ノーサイドを待てなかった。29-28の後半39分、ゴール中央に勝利を決定づけるトライを決めたCTB立川が派手なガッツポーズをすると、フィフティーンが駆け寄り抱きついた。
SOピシがキックを決めた瞬間、試合終了。大歓声の中、フィールドとスタンドのだれもが一体となって、待ちに待った勝利を喜んだ。
産みの苦しみというべき激闘だった。PGで3点先制したものの、連続トライで逆転された。WTB笹倉のトライとゴールで追いつき、PGで逆転した直後、3つ目のトライを許し、前半を13-18で終えた。
だが、勝利への執念と結束力はサンウルブズが上回っていた。後半は一進一退の攻防の中、PGとCTBカーペンターのトライなどでじわじわと点差を縮め、26-28で迎えた31分、PGで逆転。ミスや反則が増えて失速するジャガーズに対し、最後まで集中力を保った。
空前のラグビーブームの中、日本中の期待を背負いながら、開幕から7連敗。とりわけ、16日のチーターズ(南アフリカ)戦では17-92の歴史的大敗を喫し、世界のカベの高さ、厚さを痛感させられていた。
この試合、チームの全員に期するものがあった。ハメット・ヘッドコーチ(HC)は「100%の力を出さないと前回のようになる。勝てなければ、あれが本来の姿と思われても仕方ないぞ!!」と鼓舞していた。

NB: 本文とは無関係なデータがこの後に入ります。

impl TickFragments {
    fn insert(&mut self, fragment: Fragment) {
        match fragment {
            Fragment::Cpu(cpu) => self.cpu = Some(cpu),
            Fragment::Ram(ram) => self.ram = Some(ram),
            Fragment::Gpu(gpu) => self.gpu = Some(gpu),
            Fragment::Disk(disk) => self.disk = Some(disk),
            Fragment::Network(network) => self.network = Some(network),
            Fragment::Processes(processes) => self.processes = Some(processes),
            Fragment::Context(context) => self.context = Some(context),
            Fragment::Sensors(readings) => self.sensors.extend(readings),
        }
    }

    /// Fold sensor-bridge readings into the fragments they describe. The
    /// primary collectors win; bridges only fill gaps.
    fn fold_sensors(&mut self) {
        if self.sensors.is_empty() {
            return;
        }
        if let Some(cpu) = self.cpu.as_mut() {
            if cpu.temperature_celsius.is_none() {
                cpu.temperature_celsius = self
                    .sensors
                    .iter()
                    .filter(|r| {
                        let label = r.label.to_lowercase();
                        label.contains("package")
                            || label.contains("tctl")
                            || label.contains("cpu")
                            || label.contains("core")
                    })
                    .find_map(|r| r.temperature_celsius)
                    .filter(|t| (0.0..=150.0).contains(t));
            }
        }
        if let Some(gpus) = self.gpu.as_mut() {
            if let [gpu] = gpus.as_mut_slice() {
                if gpu.fan_rpm.is_none() {
                    gpu.fan_rpm = self
                        .sensors
                        .iter()
                        .find_map(|r| r.fan_rpm)
                        .filter(|rpm| *rpm >= 0.0);
                }
            }
        }
    }

    fn normalize(&mut self, process_top_n: usize) {
        if let Some(cpu) = self.cpu.as_mut() {
            normalize::normalize_cpu(cpu);
        }
        if let Some(ram) = self.ram.as_mut() {
            normalize::normalize_ram(ram);
        }
        if let Some(gpus) = self.gpu.as_mut() {
            normalize::normalize_gpus(gpus);
        }
        if let Some(disk) = self.disk.as_mut() {
            normalize::normalize_disk(disk);
        }
        if let Some(network) = self.network.as_mut() {
            normalize::normalize_network(network);
        }
        if let Some(processes) = self.processes.as_mut() {
            normalize::normalize_processes(processes, process_top_n);
        }
    }

    /// Drop fragments that fail their range invariants, recording the
    /// collector with the offending field.
    fn validate(&mut self, errors: &mut BTreeMap<String, String>) {
        if let Some(cpu) = &self.cpu {
            if let Err(reason) = validate::validate_cpu(cpu) {
                errors.insert("cpu".to_string(), reason);
                self.cpu = None;
            }
        }
        if let Some(ram) = &self.ram {
            if let Err(reason) = validate::validate_ram(ram) {
                errors.insert("ram".to_string(), reason);
                self.ram = None;
            }
        }
        if let Some(gpus) = &self.gpu {
            if let Err(reason) = validate::validate_gpus(gpus) {
                errors.insert("gpu".to_string(), reason);
                self.gpu = None;
            }
        }
        if let Some(disk) = &self.disk {
            if let Err(reason) = validate::validate_disk(disk) {
                errors.insert("disk".to_string(), reason);
                self.disk = None;
            }
        }
        if let Some(network) = &self.network {
            if let Err(reason) = validate::validate_network(network) {
                errors.insert("network".to_string(), reason);
                self.network = None;
            }
        }
        if let Some(processes) = &self.processes {
            if let Err(reason) = validate::validate_processes(processes) {
                errors.insert("process".to_string(), reason);
                self.processes = None;
            }
        }
    }
}

pub struct Pipeline {
    registry: Arc<Registry>,
    ring: Arc<RingBuffer>,
    health: Arc<Health>,
    config: Arc<Config>,
    write_queue: Arc<WriteQueue>,
    last_timestamp_ms: Mutex<Option<i64>>,
}

impl Pipeline {
    pub fn new(
        registry: Arc<Registry>,
        ring: Arc<RingBuffer>,
        health: Arc<Health>,
        config: Arc<Config>,
        write_queue: Arc<WriteQueue>,
    ) -> Self {
        Self {
            registry,
            ring,
            health,
            config,
            write_queue,
            last_timestamp_ms: Mutex::new(None),
        }
    }

    /// Run one tick at the given rate class. Never fails; collector trouble
    /// lands in the snapshot's error map.
    pub async fn run_tick(&self, cadence: Cadence, interval_sec: u64) {
        let tick_start = Instant::now();
        let deadline = tick_start + self.config.tick_budget(interval_sec);

        let collectors = self.registry.enabled_for(cadence);
        if collectors.is_empty() {
            debug!("[pipeline] no enabled collectors for {cadence:?} tick");
            return;
        }

        let mut join_set = JoinSet::new();
        for collector in collectors {
            join_set.spawn(async move {
                let name = collector.name();
                let result = match tokio::time::timeout_at(deadline, collector.sample(deadline))
                    .await
                {
                    Ok(result) => result,
                    Err(_) => Err(Failure::timeout()),
                };
                (name, result)
            });
        }

        let mut fragments = TickFragments::default();
        let mut errors: BTreeMap<String, String> = BTreeMap::new();
        while let Some(joined) = join_set.join_next().await {
            match joined {
                Ok((name, Ok(fragment))) => {
                    self.health.record_collector_success(name);
                    fragments.insert(fragment);
                }
                Ok((name, Err(failure))) => {
                    debug!("[pipeline] collector {name} failed: {failure}");
                    errors.insert(name.to_string(), failure.reason());
                    self.health.record_collector_error(name, &failure.reason());
                    if failure.kind.is_permanent() {
                        self.registry.disable(name, failure.kind.as_str());
                        self.health.mark_collector_disabled(name);
                    }
                }
                Err(e) => warn!("[pipeline] collector task panicked: {e}"),
            }
        }

        fragments.fold_sensors();
        fragments.normalize(self.config.collectors.process_top_n);
        fragments.validate(&mut errors);

        let Some(timestamp_ms) = self.next_timestamp() else {
            warn!("[pipeline] clock moved backwards, discarding tick");
            return;
        };

        let snapshot = Snapshot {
            timestamp: Utc
                .timestamp_millis_opt(timestamp_ms)
                .single()
                .unwrap_or_else(Utc::now),
            cpu: fragments.cpu,
            ram: fragments.ram,
            gpu: fragments.gpu,
            disk: fragments.disk,
            network: fragments.network,
            processes: fragments.processes,
            context: fragments.context,
            collection_duration_ms: tick_start.elapsed().as_millis().min(10_000) as u32,
            collector_errors: errors,
        };

        if !snapshot.has_any_fragment() {
            warn!("[pipeline] every collector failed, snapshot discarded");
            return;
        }

        let snapshot = Arc::new(snapshot);
        if self.write_queue.push(Arc::clone(&snapshot)) {
            self.health.record_store_drop();
            warn!("[pipeline] store queue saturated, dropped oldest unwritten snapshot");
        }
        self.ring.publish(snapshot);
        self.health.record_tick();
    }

    /// Strictly monotonic timestamps: equal stamps bump by 1 ms, a clock
    /// running backwards rejects the tick.
    fn next_timestamp(&self) -> Option<i64> {
        let now_ms = Utc::now().timestamp_millis();
        let mut last = self.last_timestamp_ms.lock().unwrap();
        let next = match *last {
            Some(prev) if now_ms < prev => return None,
            Some(prev) if now_ms == prev => prev + 1,
            _ => now_ms,
        };
        *last = Some(next);
        Some(next)
    }
}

同HCは「コーチボックスにいて、最後は涙が出た。努力しても結果が出ず、つらかった。選手は苦しい中、厳しい練習を重ねていた」と、フィフティーンをねぎらった。
一人一人が自分の役割に徹し、最後まで闘争心をむき出しにしてもぎ取った初勝利。4月23日-。サンウルブズが日本ラグビー史に大きな足跡を刻んだ。